NSX upgrade from previous releases such as 4.0.1 to 4.1.2/ 3.2.3 to 4.1.2 intermittently leads to a few TNs having data collection disabled on it or in some cases, host/clusters not appearing on the NSX UI.
Note: This issue is not seen on upgrades from 4.1.1 to 4.1.2.
This issue is primarily caused by two threads racing to modify the same database object. Sometimes the race conditions subsequently resolve, but most times the retries are exhausted.
Fixed in 4.2.0 - Fix is to make sure the race conditions are completely avoided.
GET https://{{mgr_ip}}/policy/api/v1/infra/sites/napp/registration
PATCH https://{{mgr_ip}}/policy/api/v1/infra/sites/napp/registration/{{cluster-id}}
{
"cluster_id": "exxxxxx2-exxe-yxd0-b5ad-cabxxb48erqwf8",
"is_intelligence_enabled": false, <------------ set to false.

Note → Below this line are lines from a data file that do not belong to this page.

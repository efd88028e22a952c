use std::io::{Read, Write};

use tracing::{debug, warn};
use zonebus_bus::BusMaster;
use zonebus_link::{CommandFrame, LinkError, LinkReader, LinkWriter};

use crate::config::RelayConfig;
use crate::error::Result;
use crate::reply::{ERR_ACK, ERR_ADDR, ERR_TX};

/// The bridging controller: link responder and bus master.
///
/// Owns the bus for the duration of each transaction, so there is one
/// transaction in flight at a time by construction.
pub struct RelayNode<B> {
    bus: B,
    config: RelayConfig,
}

impl<B: BusMaster> RelayNode<B> {
    /// Create a relay over `bus` with the default addressing and timeout.
    pub fn new(bus: B) -> Self {
        Self::with_config(bus, RelayConfig::default())
    }

    /// Create a relay with explicit configuration.
    pub fn with_config(bus: B, config: RelayConfig) -> Self {
        Self { bus, config }
    }

    /// Handle one inbound frame and return the single byte to put on the
    /// link: the peripheral's status on success, a synthesized error code
    /// otherwise.
    ///
    /// A single linear attempt: the first failing phase terminates the
    /// transaction. No phase is retried and no partial outcome is reported.
    pub fn process_command(&mut self, frame: &CommandFrame) -> u8 {
        let Some(addr) = self.config.addresses.zone_addr(frame.zone) else {
            warn!(zone = frame.zone, "zone outside valid range");
            return ERR_ADDR;
        };

        let timeout = self.config.bus_timeout;

        if let Err(err) = self.bus.write_byte(addr, frame.command, timeout) {
            warn!(%addr, error = %err, "write phase failed");
            return ERR_TX;
        }

        match self.bus.read_byte(addr, timeout) {
            Ok(status) => {
                debug!(%addr, status, "forwarding peripheral reply");
                status
            }
            Err(err) => {
                warn!(%addr, error = %err, "read phase failed");
                ERR_ACK
            }
        }
    }

    /// Serve frames from the link until it closes.
    ///
    /// Blocks on each 2-byte frame, processes it, and answers with one
    /// reply byte. A cleanly closed link ends the loop without error.
    pub fn serve<R: Read, W: Write>(
        &mut self,
        reader: &mut LinkReader<R>,
        writer: &mut LinkWriter<W>,
    ) -> Result<()> {
        loop {
            let frame = match reader.read_frame() {
                Ok(frame) => frame,
                Err(LinkError::ConnectionClosed) => {
                    debug!("link closed, stopping relay loop");
                    return Ok(());
                }
                Err(err) => return Err(err.into()),
            };

            debug!(zone = frame.zone, command = frame.command, "frame received");
            let reply = self.process_command(&frame);
            writer.send_reply(reply)?;
        }
    }

    /// Borrow the underlying bus.
    pub fn bus(&self) -> &B {
        &self.bus
    }

    /// Mutably borrow the underlying bus.
    pub fn bus_mut(&mut self) -> &mut B {
        &mut self.bus
    }

    /// Current relay configuration.
    pub fn config(&self) -> &RelayConfig {
        &self.config
    }
}

#[cfg(test)]
mod tests {
    use std::io::Cursor;

    use zonebus_bus::{BusAddr, SimBus};
    use zonebus_node::{NoopAction, PeripheralNode};

    use super::*;

    const RECOGNIZED: u8 = 0x05;
    const ZONE_5_ADDR: BusAddr = BusAddr::new(0x25);

    fn relay_with_zone_5() -> RelayNode<SimBus> {
        let mut bus = SimBus::new();
        bus.attach(ZONE_5_ADDR, PeripheralNode::new(RECOGNIZED, NoopAction));
        RelayNode::new(bus)
    }

    #[test]
    fn out_of_range_zone_yields_err_addr_without_bus_activity() {
        let mut relay = relay_with_zone_5();
        for zone in [0u8, 10, 12, 0xFF] {
            let reply = relay.process_command(&CommandFrame::new(zone, RECOGNIZED));
            assert_eq!(reply, ERR_ADDR, "zone {zone}");
        }
        assert_eq!(relay.bus().transaction_count(), 0);
    }

    #[test]
    fn recognized_command_forwards_ok_status() {
        let mut relay = relay_with_zone_5();
        let reply = relay.process_command(&CommandFrame::new(5, RECOGNIZED));
        assert_eq!(reply, 0x00);
        // Write phase plus read phase.
        assert_eq!(relay.bus().transaction_count(), 2);
    }

    #[test]
    fn unrecognized_command_forwards_status_as_success() {
        let mut relay = relay_with_zone_5();
        let reply = relay.process_command(&CommandFrame::new(5, 0x99));
        assert_eq!(reply, 0x03);
    }

    #[test]
    fn write_failure_yields_err_tx_and_skips_read() {
        let mut relay = relay_with_zone_5();
        relay.bus_mut().fail_writes_to(ZONE_5_ADDR);

        let reply = relay.process_command(&CommandFrame::new(5, RECOGNIZED));
        assert_eq!(reply, ERR_TX);
        // Only the write attempt; no read phase after a failed write.
        assert_eq!(relay.bus().transaction_count(), 1);
    }

    #[test]
    fn read_failure_after_write_yields_err_ack() {
        let mut relay = relay_with_zone_5();
        relay.bus_mut().fail_reads_from(ZONE_5_ADDR);

        let reply = relay.process_command(&CommandFrame::new(5, RECOGNIZED));
        assert_eq!(reply, ERR_ACK);
        assert_eq!(relay.bus().transaction_count(), 2);
    }

    #[test]
    fn unpopulated_zone_yields_err_tx() {
        let mut relay = relay_with_zone_5();
        let reply = relay.process_command(&CommandFrame::new(3, RECOGNIZED));
        assert_eq!(reply, ERR_TX);
    }

    #[test]
    fn command_byte_reaches_peripheral_verbatim() {
        let mut bus = SimBus::new();
        bus.attach(ZONE_5_ADDR, PeripheralNode::new(0xA7, NoopAction));
        let mut relay = RelayNode::new(bus);

        assert_eq!(relay.process_command(&CommandFrame::new(5, 0xA7)), 0x00);
    }

    #[test]
    fn serve_answers_each_frame_and_ends_on_close() {
        let mut relay = relay_with_zone_5();

        // Valid command, out-of-range zone, unrecognized command.
        let wire = vec![5, RECOGNIZED, 12, RECOGNIZED, 5, 0x99];
        let mut reader = LinkReader::new(Cursor::new(wire));
        let mut writer = LinkWriter::new(Cursor::new(Vec::new()));

        relay.serve(&mut reader, &mut writer).unwrap();

        let replies = writer.into_inner().into_inner();
        assert_eq!(replies, vec![0x00, ERR_ADDR, 0x03]);
    }

    #[test]
    fn serve_does_not_drop_frame_split_across_reads() {
        struct ByteByByte {
            bytes: Vec<u8>,
            pos: usize,
        }

        impl Read for ByteByByte {
            fn read(&mut self, buf: &mut [u8]) -> std::io::Result<usize> {
                if self.pos >= self.bytes.len() || buf.is_empty() {
                    return Ok(0);
                }
                buf[0] = self.bytes[self.pos];
                self.pos += 1;
                Ok(1)
            }
        }

        let mut relay = relay_with_zone_5();
        let mut reader = LinkReader::new(ByteByByte {
            bytes: vec![5, RECOGNIZED],
            pos: 0,
        });
        let mut writer = LinkWriter::new(Cursor::new(Vec::new()));

        relay.serve(&mut reader, &mut writer).unwrap();
        assert_eq!(writer.into_inner().into_inner(), vec![0x00]);
    }
}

"id": "exxxxxx2-exxe-yxd0-b5ad-cabxxb48erqwf8"
}
PATCH https://{{mgr_ip}}/policy/api/v1/infra/sites/napp/registration/{{cluster-id}}
{
"cluster_id": "exxxxxx2-exxe-yxd0-b5ad-cabxxb48erqwf8",
"is_intelligence_enabled": true, <------------------ set to true.
"id": "exxxxxx2-exxe-yxd0-b5ad-cabxxb48erqwf8"
}
Impact/Risks: No flows are reported from a few hosts. Unable to toggle data collection via UI.